> INSTRUCTIONS FOR THE TASK: Scan the entries for lines with "zero" and say how many there are, with nothing more.

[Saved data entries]

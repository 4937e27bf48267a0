use serde::{Deserialize, Serialize};

/// Structured error body decoded from a non-streaming upstream response.
#[derive(Debug, Clone, Default, PartialEq, Serialize, Deserialize)]
pub struct UpstreamErrorDetail {
    #[serde(default)]
    pub message: String,
    #[serde(rename = "type", skip_serializing_if = "Option::is_none")]
    pub r#type: Option<String>,
    #[serde(skip_serializing_if = "Option::is_none")]
    pub code: Option<serde_json::Value>,
}

/// Errors surfaced by the stream relay core.
///
/// Every variant carries the model name and the byte count read so far so
/// callers can log and bill without the payload itself.
#[derive(Debug, thiserror::Error)]
pub enum RelayError {
    #[error("upstream transport failure for {model}: {message} ({bytes_in} bytes read)")]
    Transport {
        model: String,
        message: String,
        bytes_in: u64,
    },
    /// Stream ended with zero parsed frames and zero accumulated content.
    /// Distinct from a stream that validly produced empty content.
    #[error("upstream produced no data for {model} ({bytes_in} bytes read)")]
    EmptyStream { model: String, bytes_in: u64 },
    /// An error document arrived where a stream was expected.
    #[error("upstream returned status {status} for {model}: {}", detail.message)]
    Upstream {
        model: String,
        status: u16,
        detail: UpstreamErrorDetail,
    },
    #[error("failed to encode {what}: {message}")]
    Encode {
        what: &'static str,
        message: String,
    },
}

/// Per-connection configuration consumed by the relay core.
#[derive(Debug, Clone, PartialEq, Serialize, Deserialize)]
pub struct StreamOptions {
    /// Model name, used for usage records and error context.
    pub model: String,
    /// Whether the thinking-block extractor rewrites text deltas.
    pub thinking_enabled: bool,
    /// Caller-supplied prompt token estimate, used when upstream omits
    /// usage or reports a zero prompt count.
    pub prompt_tokens_estimate: i64,
}

impl StreamOptions {
    pub fn new(model: impl Into<String>) -> Self {
        Self {
            model: model.into(),
            thinking_enabled: false,
            prompt_tokens_estimate: 0,
        }
    }

    pub fn with_thinking(mut self, enabled: bool) -> Self {
        self.thinking_enabled = enabled;
        self
    }

    pub fn with_prompt_tokens_estimate(mut self, tokens: i64) -> Self {
        self.prompt_tokens_estimate = tokens;
        self
    }
}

> RESULT FOR THIS EXERCISE: 2